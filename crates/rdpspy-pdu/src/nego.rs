//! Connection Initiation: the negotiation blocks carried by the X.224
//! Connection Request and Connection Confirm TPDUs.

use bitflags::bitflags;

use crate::cursor::{ReadCursor, WriteCursor};
use crate::tpdu::{TpduCode, TpduHeader};
use crate::x224::X224Pdu;
use crate::{PduError, PduErrorExt as _, PduResult};

// RDP_NEG_* message types.
const NEG_MSG_REQUEST: u8 = 0x01;
const NEG_MSG_RESPONSE: u8 = 0x02;
const NEG_MSG_FAILURE: u8 = 0x03;

/// Every RDP_NEG_* block is exactly eight bytes:
/// type, flags, length and a 4-byte protocol/code payload.
const NEG_BLOCK_SIZE: usize = 1 + 1 + 2 + 4;

const COOKIE_PREFIX: &str = "Cookie: mstshash=";
const ROUTING_TOKEN_PREFIX: &str = "Cookie: msts=";
const CRLF: &[u8] = b"\r\n";

bitflags! {
    /// Security protocols negotiated during connection initiation
    /// (`requestedProtocols` / `selectedProtocol`).
    #[derive(Debug, Clone, Copy, PartialEq, Eq, PartialOrd, Ord, Hash)]
    pub struct SecurityProtocol: u32 {
        const RDP = 0x0000_0000;
        const SSL = 0x0000_0001;
        const HYBRID = 0x0000_0002;
        const RDSTLS = 0x0000_0004;
        const HYBRID_EX = 0x0000_0008;
        const RDSAAD = 0x0000_0010;
    }
}

impl SecurityProtocol {
    /// True when the negotiated protocol runs inside a TLS tunnel.
    pub fn is_tls_based(self) -> bool {
        self.intersects(Self::SSL | Self::HYBRID | Self::HYBRID_EX | Self::RDSTLS)
    }

    /// True when the protocol demands CredSSP, which the proxy does not speak.
    pub fn requires_nla(self) -> bool {
        self.intersects(Self::HYBRID | Self::HYBRID_EX)
    }
}

bitflags! {
    /// Flags of the RDP_NEG_REQ block.
    #[derive(Debug, Clone, Copy, PartialEq, Eq, PartialOrd, Ord, Hash)]
    pub struct RequestFlags: u8 {
        const RESTRICTED_ADMIN_MODE_REQUIRED = 0x01;
        const REDIRECTED_AUTHENTICATION_MODE_REQUIRED = 0x02;
        const CORRELATION_INFO_PRESENT = 0x08;
    }
}

bitflags! {
    /// Flags of the RDP_NEG_RSP block.
    #[derive(Debug, Clone, Copy, PartialEq, Eq, PartialOrd, Ord, Hash)]
    pub struct ResponseFlags: u8 {
        const EXTENDED_CLIENT_DATA_SUPPORTED = 0x01;
        const DYNVC_GFX_PROTOCOL_SUPPORTED = 0x02;
        const RDP_NEG_RSP_RESERVED = 0x04;
        const RESTRICTED_ADMIN_MODE_SUPPORTED = 0x08;
        const REDIRECTED_AUTHENTICATION_MODE_SUPPORTED = 0x10;
    }
}

/// Code carried by an RDP_NEG_FAILURE block.
#[derive(Copy, Clone, Debug, PartialEq, Eq)]
pub struct FailureCode(u32);

impl FailureCode {
    pub const SSL_REQUIRED_BY_SERVER: Self = Self(1);
    pub const SSL_NOT_ALLOWED_BY_SERVER: Self = Self(2);
    pub const SSL_CERT_NOT_ON_SERVER: Self = Self(3);
    pub const INCONSISTENT_FLAGS: Self = Self(4);
    pub const HYBRID_REQUIRED_BY_SERVER: Self = Self(5);
    pub const SSL_WITH_USER_AUTH_REQUIRED_BY_SERVER: Self = Self(6);
}

impl From<u32> for FailureCode {
    fn from(value: u32) -> Self {
        Self(value)
    }
}

impl From<FailureCode> for u32 {
    fn from(value: FailureCode) -> Self {
        value.0
    }
}

impl core::fmt::Display for FailureCode {
    fn fmt(&self, f: &mut core::fmt::Formatter<'_>) -> core::fmt::Result {
        let name = match *self {
            Self::SSL_REQUIRED_BY_SERVER => "SSL_REQUIRED_BY_SERVER",
            Self::SSL_NOT_ALLOWED_BY_SERVER => "SSL_NOT_ALLOWED_BY_SERVER",
            Self::SSL_CERT_NOT_ON_SERVER => "SSL_CERT_NOT_ON_SERVER",
            Self::INCONSISTENT_FLAGS => "INCONSISTENT_FLAGS",
            Self::HYBRID_REQUIRED_BY_SERVER => "HYBRID_REQUIRED_BY_SERVER",
            Self::SSL_WITH_USER_AUTH_REQUIRED_BY_SERVER => "SSL_WITH_USER_AUTH_REQUIRED_BY_SERVER",
            Self(other) => return write!(f, "failure code {other}"),
        };

        f.write_str(name)
    }
}

/// The CRLF-terminated identification string a client may put in front of
/// its negotiation request: either a load-balancing token or a username
/// cookie.
#[derive(Debug, Clone, PartialEq, Eq)]
pub enum NegoRequestData {
    RoutingToken(String),
    Cookie(String),
}

impl NegoRequestData {
    fn prefix(&self) -> &'static str {
        match self {
            NegoRequestData::RoutingToken(_) => ROUTING_TOKEN_PREFIX,
            NegoRequestData::Cookie(_) => COOKIE_PREFIX,
        }
    }

    fn value(&self) -> &str {
        match self {
            NegoRequestData::RoutingToken(value) | NegoRequestData::Cookie(value) => value,
        }
    }

    fn size(&self) -> usize {
        self.prefix().len() + self.value().len() + CRLF.len()
    }

    fn write(&self, dst: &mut WriteCursor<'_>) -> PduResult<()> {
        ensure_size!(ctx: "NegoRequestData", in: dst, size: self.size());

        dst.write_slice(self.prefix().as_bytes());
        dst.write_slice(self.value().as_bytes());
        dst.write_slice(CRLF);

        Ok(())
    }

    /// Scans the variable part for a known prefix followed by a CRLF-ended
    /// identifier; absent data is not an error.
    fn read(src: &mut ReadCursor<'_>) -> PduResult<Option<Self>> {
        for prefix in [ROUTING_TOKEN_PREFIX, COOKIE_PREFIX] {
            if src.len() < prefix.len() || src.peek_slice(prefix.len()) != prefix.as_bytes() {
                continue;
            }

            let rest = &src.remaining()[prefix.len()..];
            let end = rest
                .windows(CRLF.len())
                .position(|window| window == CRLF)
                .ok_or_else(|| PduError::invalid_message("NegoRequestData", "identifier", "missing CRLF"))?;

            let value = core::str::from_utf8(&rest[..end])
                .map_err(|_| PduError::invalid_message("NegoRequestData", "identifier", "not valid UTF-8"))?
                .to_owned();

            src.advance(prefix.len() + end + CRLF.len());

            let data = if prefix == COOKIE_PREFIX {
                NegoRequestData::Cookie(value)
            } else {
                NegoRequestData::RoutingToken(value)
            };

            return Ok(Some(data));
        }

        Ok(None)
    }
}

fn write_neg_block(dst: &mut WriteCursor<'_>, message_type: u8, flags: u8, payload: u32) {
    dst.write_array([message_type, flags]);
    dst.write_u16(NEG_BLOCK_SIZE as u16);
    dst.write_u32(payload);
}

/// Client X.224 Connection Request PDU.
#[derive(Debug, Clone, PartialEq, Eq)]
pub struct ConnectionRequest {
    pub nego_data: Option<NegoRequestData>,
    pub flags: RequestFlags,
    pub protocol: SecurityProtocol,
}

impl ConnectionRequest {
    const NAME: &'static str = "Client X.224 Connection Request";

    /// Legacy clients omit the RDP_NEG_REQ block entirely.
    fn has_neg_block(&self) -> bool {
        self.protocol != SecurityProtocol::RDP
    }
}

impl X224Pdu for ConnectionRequest {
    const X224_NAME: &'static str = Self::NAME;

    const TPDU_CODE: TpduCode = TpduCode::CONNECTION_REQUEST;

    fn x224_body_encode(&self, dst: &mut WriteCursor<'_>) -> PduResult<()> {
        if let Some(data) = &self.nego_data {
            data.write(dst)?;
        }

        if self.has_neg_block() {
            write_neg_block(dst, NEG_MSG_REQUEST, self.flags.bits(), self.protocol.bits());
        }

        Ok(())
    }

    fn x224_body_decode(src: &mut ReadCursor<'_>, tpdu: &TpduHeader) -> PduResult<Self> {
        let variable_part_size = tpdu.variable_part_size();
        ensure_size!(ctx: Self::NAME, in: src, size: variable_part_size);

        let before = src.len();
        let nego_data = NegoRequestData::read(src)?;
        let consumed = before - src.len();

        let rest = variable_part_size
            .checked_sub(consumed)
            .ok_or_else(|| PduError::invalid_message(Self::NAME, "li", "variable part smaller than its contents"))?;

        // No block left: a legacy request asking for plain RDP security.
        if rest < NEG_BLOCK_SIZE {
            return Ok(Self {
                nego_data,
                flags: RequestFlags::empty(),
                protocol: SecurityProtocol::RDP,
            });
        }

        let [message_type, raw_flags] = src.read_array();
        if message_type != NEG_MSG_REQUEST {
            return Err(unexpected_message_type_err!(Self::NAME, message_type));
        }

        let flags = RequestFlags::from_bits_truncate(raw_flags);
        if flags.contains(RequestFlags::CORRELATION_INFO_PRESENT) {
            return Err(PduError::invalid_message(
                Self::NAME,
                "flags",
                "RDP_NEG_CORRELATION_INFO is not supported",
            ));
        }

        let _block_length = src.read_u16();
        let protocol = SecurityProtocol::from_bits_truncate(src.read_u32());

        Ok(Self {
            nego_data,
            flags,
            protocol,
        })
    }

    fn tpdu_header_variable_part_size(&self) -> usize {
        let data_size = self.nego_data.as_ref().map(NegoRequestData::size).unwrap_or(0);
        let block_size = if self.has_neg_block() { NEG_BLOCK_SIZE } else { 0 };

        data_size + block_size
    }

    fn tpdu_user_data_size(&self) -> usize {
        0
    }
}

/// Server X.224 Connection Confirm PDU.
#[derive(Debug, Clone, PartialEq, Eq)]
pub enum ConnectionConfirm {
    Response {
        flags: ResponseFlags,
        protocol: SecurityProtocol,
    },
    Failure {
        code: FailureCode,
    },
}

impl ConnectionConfirm {
    const NAME: &'static str = "Server X.224 Connection Confirm";
}

impl X224Pdu for ConnectionConfirm {
    const X224_NAME: &'static str = Self::NAME;

    const TPDU_CODE: TpduCode = TpduCode::CONNECTION_CONFIRM;

    fn x224_body_encode(&self, dst: &mut WriteCursor<'_>) -> PduResult<()> {
        match self {
            ConnectionConfirm::Response { flags, protocol } => {
                write_neg_block(dst, NEG_MSG_RESPONSE, flags.bits(), protocol.bits());
            }
            ConnectionConfirm::Failure { code } => {
                write_neg_block(dst, NEG_MSG_FAILURE, 0, u32::from(*code));
            }
        }

        Ok(())
    }

    fn x224_body_decode(src: &mut ReadCursor<'_>, tpdu: &TpduHeader) -> PduResult<Self> {
        let variable_part_size = tpdu.variable_part_size();
        ensure_size!(ctx: Self::NAME, in: src, size: variable_part_size);

        // Ancient servers answer without any block at all.
        if variable_part_size == 0 {
            return Ok(Self::Response {
                flags: ResponseFlags::empty(),
                protocol: SecurityProtocol::RDP,
            });
        }

        ensure_size!(ctx: Self::NAME, in: src, size: NEG_BLOCK_SIZE);

        let [message_type, raw_flags] = src.read_array();
        let _block_length = src.read_u16();
        let payload = src.read_u32();

        match message_type {
            NEG_MSG_RESPONSE => Ok(Self::Response {
                flags: ResponseFlags::from_bits_truncate(raw_flags),
                protocol: SecurityProtocol::from_bits_truncate(payload),
            }),
            NEG_MSG_FAILURE => Ok(Self::Failure {
                code: FailureCode::from(payload),
            }),
            unexpected => Err(unexpected_message_type_err!(Self::NAME, unexpected)),
        }
    }

    fn tpdu_header_variable_part_size(&self) -> usize {
        NEG_BLOCK_SIZE
    }

    fn tpdu_user_data_size(&self) -> usize {
        0
    }
}

#[cfg(test)]
mod tests {
    use super::*;
    use crate::{decode, encode_vec};

    #[test]
    fn connection_request_with_cookie_round_trips() {
        let pdu = ConnectionRequest {
            nego_data: Some(NegoRequestData::Cookie("victim".to_owned())),
            flags: RequestFlags::empty(),
            protocol: SecurityProtocol::SSL,
        };

        let encoded = encode_vec(&pdu).unwrap();
        let decoded: ConnectionRequest = decode(&encoded).unwrap();
        assert_eq!(decoded, pdu);
    }

    #[test]
    fn routing_token_is_told_apart_from_a_cookie() {
        let pdu = ConnectionRequest {
            nego_data: Some(NegoRequestData::RoutingToken("12345".to_owned())),
            flags: RequestFlags::empty(),
            protocol: SecurityProtocol::SSL,
        };

        let encoded = encode_vec(&pdu).unwrap();
        let decoded: ConnectionRequest = decode(&encoded).unwrap();
        assert!(matches!(decoded.nego_data, Some(NegoRequestData::RoutingToken(_))));
    }

    #[test]
    fn plain_rdp_request_has_no_neg_block() {
        let pdu = ConnectionRequest {
            nego_data: None,
            flags: RequestFlags::empty(),
            protocol: SecurityProtocol::RDP,
        };

        let encoded = encode_vec(&pdu).unwrap();
        // li (6) + code + DST-REF + SRC-REF + class
        assert_eq!(encoded, [0x06, 0xE0, 0x00, 0x00, 0x00, 0x00, 0x00]);
    }

    #[test]
    fn failure_confirm_round_trips() {
        let pdu = ConnectionConfirm::Failure {
            code: FailureCode::HYBRID_REQUIRED_BY_SERVER,
        };

        let encoded = encode_vec(&pdu).unwrap();
        let decoded: ConnectionConfirm = decode(&encoded).unwrap();
        assert_eq!(decoded, pdu);
    }

    #[test]
    fn tls_confirm_reports_tls_selected() {
        let pdu = ConnectionConfirm::Response {
            flags: ResponseFlags::empty(),
            protocol: SecurityProtocol::SSL,
        };

        let encoded = encode_vec(&pdu).unwrap();
        let decoded: ConnectionConfirm = decode(&encoded).unwrap();

        match decoded {
            ConnectionConfirm::Response { protocol, .. } => {
                assert!(protocol.is_tls_based());
                assert!(!protocol.requires_nla());
            }
            ConnectionConfirm::Failure { .. } => panic!("expected a response"),
        }
    }
}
*****
PROBLEM STATEMENT: Retype the listing above, word for word, from its first line to the line containing "4-byte protocol/code payload.", both ends included.

EXPECTED ANSWER:
filename crates/rdpspy-pdu/src/nego.rs
//! Connection Initiation: the negotiation blocks carried by the X.224
//! Connection Request and Connection Confirm TPDUs.

use bitflags::bitflags;

use crate::cursor::{ReadCursor, WriteCursor};
use crate::tpdu::{TpduCode, TpduHeader};
use crate::x224::X224Pdu;
use crate::{PduError, PduErrorExt as _, PduResult};

// RDP_NEG_* message types.
const NEG_MSG_REQUEST: u8 = 0x01;
const NEG_MSG_RESPONSE: u8 = 0x02;
const NEG_MSG_FAILURE: u8 = 0x03;

/// Every RDP_NEG_* block is exactly eight bytes:
/// type, flags, length and a 4-byte protocol/code payload.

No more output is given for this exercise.